Pubblicato il 20/11/2019
Pubblicato in: Appalti

di Enzo De Falco

L’istituto del subappalto dopo la sentenza della Corte di Giustizia della U.E. sez. V del 26 settembre 2019 (causa C-63/18) che ha statuito la non conformità al diritto comunitario della norma nazionale che prevede un limite quantitativo al subappalto.

La sentenza della CGUE del 26/9/2019 rimette in discussione la legittimità del limite percentuale di subappalto stabilito dalla norma italiana in misura fissa e astratta.
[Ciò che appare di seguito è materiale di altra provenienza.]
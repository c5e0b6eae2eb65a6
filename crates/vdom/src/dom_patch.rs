//! Patch model shared by the diff engine, the wire codec and patch executors.
//!
//! Invariants:
//! - Patches are applied in order.
//! - Every id referenced by a patch is live at the time the patch is applied, except the ids
//!   introduced by the `InsertBefore` subtree itself.
//! - `before: None` means "append as last child".
//! - An attribute change on a live node is a single `SetAttribute` (create-or-update).
//! - Handlers never travel inside an inserted subtree; each one gets its own `AddHandler`
//!   after the insert, and its own `RemoveHandler` before the subtree goes away.
//! - Patches carry no messages: the handler registry, not the host, knows what a
//!   command produces.

use crate::types::{Attribute, Node, PayloadKind};
use core_types::{AttrId, CommandId, NodeId};
use std::sync::Arc;

#[derive(Clone, Debug, PartialEq, Eq)]
pub enum Patch {
    SetAttribute {
        node: NodeId,
        attr: AttrId,
        name: Arc<str>,
        value: String,
    },
    RemoveAttribute {
        node: NodeId,
        attr: AttrId,
        name: Arc<str>,
    },
    InsertBefore {
        parent: NodeId,
        before: Option<NodeId>,
        node: PatchNode,
    },
    /// Remove `child` and its subtree from `parent`.
    RemoveChild {
        parent: NodeId,
        child: NodeId,
    },
    /// Reposition an already-attached `child` of `parent`.
    MoveChild {
        parent: NodeId,
        child: NodeId,
        before: Option<NodeId>,
    },
    SetText {
        node: NodeId,
        value: String,
    },
    /// Remove every child of `parent` in one step.
    ClearChildren {
        parent: NodeId,
    },
    AddHandler {
        node: NodeId,
        event: Arc<str>,
        command: CommandId,
        payload: PayloadKind,
    },
    RemoveHandler {
        node: NodeId,
        event: Arc<str>,
        command: CommandId,
    },
    /// Replace the document title.
    SetTitle {
        title: String,
    },
}

impl Patch {
    pub fn opcode(&self) -> Opcode {
        match self {
            Patch::SetAttribute { .. } => Opcode::SetAttribute,
            Patch::RemoveAttribute { .. } => Opcode::RemoveAttribute,
            Patch::InsertBefore { .. } => Opcode::InsertBefore,
            Patch::RemoveChild { .. } => Opcode::RemoveChild,
            Patch::MoveChild { .. } => Opcode::MoveChild,
            Patch::SetText { .. } => Opcode::SetText,
            Patch::ClearChildren { .. } => Opcode::ClearChildren,
            Patch::AddHandler { .. } => Opcode::AddHandler,
            Patch::RemoveHandler { .. } => Opcode::RemoveHandler,
            Patch::SetTitle { .. } => Opcode::SetTitle,
        }
    }
}

/// One-byte record tag of each patch kind on the wire.
#[derive(Clone, Copy, Debug, PartialEq, Eq, Hash, PartialOrd, Ord)]
#[repr(u8)]
pub enum Opcode {
    SetAttribute = 1,
    RemoveAttribute = 2,
    InsertBefore = 3,
    RemoveChild = 4,
    MoveChild = 5,
    SetText = 6,
    ClearChildren = 7,
    AddHandler = 8,
    RemoveHandler = 9,
    SetTitle = 10,
}

impl Opcode {
    pub fn from_u8(raw: u8) -> Option<Self> {
        Some(match raw {
            1 => Opcode::SetAttribute,
            2 => Opcode::RemoveAttribute,
            3 => Opcode::InsertBefore,
            4 => Opcode::RemoveChild,
            5 => Opcode::MoveChild,
            6 => Opcode::SetText,
            7 => Opcode::ClearChildren,
            8 => Opcode::AddHandler,
            9 => Opcode::RemoveHandler,
            10 => Opcode::SetTitle,
            _ => return None,
        })
    }
}

/// Message-free copy of a subtree, as carried by `InsertBefore`.
#[derive(Clone, Debug, PartialEq, Eq)]
pub enum PatchNode {
    Element {
        id: NodeId,
        tag: Arc<str>,
        attributes: Vec<PatchAttr>,
        children: Vec<PatchNode>,
    },
    Text {
        id: NodeId,
        value: String,
    },
}

#[derive(Clone, Debug, PartialEq, Eq)]
pub struct PatchAttr {
    pub id: AttrId,
    pub name: Arc<str>,
    pub value: String,
}

impl PatchNode {
    pub fn id(&self) -> &NodeId {
        match self {
            PatchNode::Element { id, .. } | PatchNode::Text { id, .. } => id,
        }
    }

    /// Strip handlers from `node`, keeping ids, plain attributes and structure.
    pub fn from_node<M>(node: &Node<M>) -> Self {
        match node {
            Node::Element {
                id,
                tag,
                attributes,
                children,
            } => PatchNode::Element {
                id: id.clone(),
                tag: Arc::clone(tag),
                attributes: attributes
                    .iter()
                    .filter_map(|attr| match attr {
                        Attribute::Plain { id, name, value } => Some(PatchAttr {
                            id: id.clone(),
                            name: Arc::clone(name),
                            value: value.clone(),
                        }),
                        Attribute::Handler(_) => None,
                    })
                    .collect(),
                children: children.iter().map(PatchNode::from_node).collect(),
            },
            Node::Text { id, value } => PatchNode::Text {
                id: id.clone(),
                value: value.clone(),
            },
        }
    }

    pub fn children(&self) -> &[PatchNode] {
        match self {
            PatchNode::Element { children, .. } => children,
            PatchNode::Text { .. } => &[],
        }
    }
}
La Corte europea sancisce che «Orbene, in particolare, come ricordato al punto 30 della presente sentenza, la normativa nazionale di cui al procedimento principale vieta in modo generale e astratto il ricorso al subappalto che superi una percentuale fissa dell’appalto pubblico in parola, cosicché tale divieto si applica indipendentemente dal settore economico interessato dall’appalto di cui trattasi, dalla natura dei lavori o dall’identità dei subappaltatori. Inoltre, un siffatto divieto generale non lascia alcuno spazio a una valutazione caso per caso da parte dell’ente aggiudicatore ...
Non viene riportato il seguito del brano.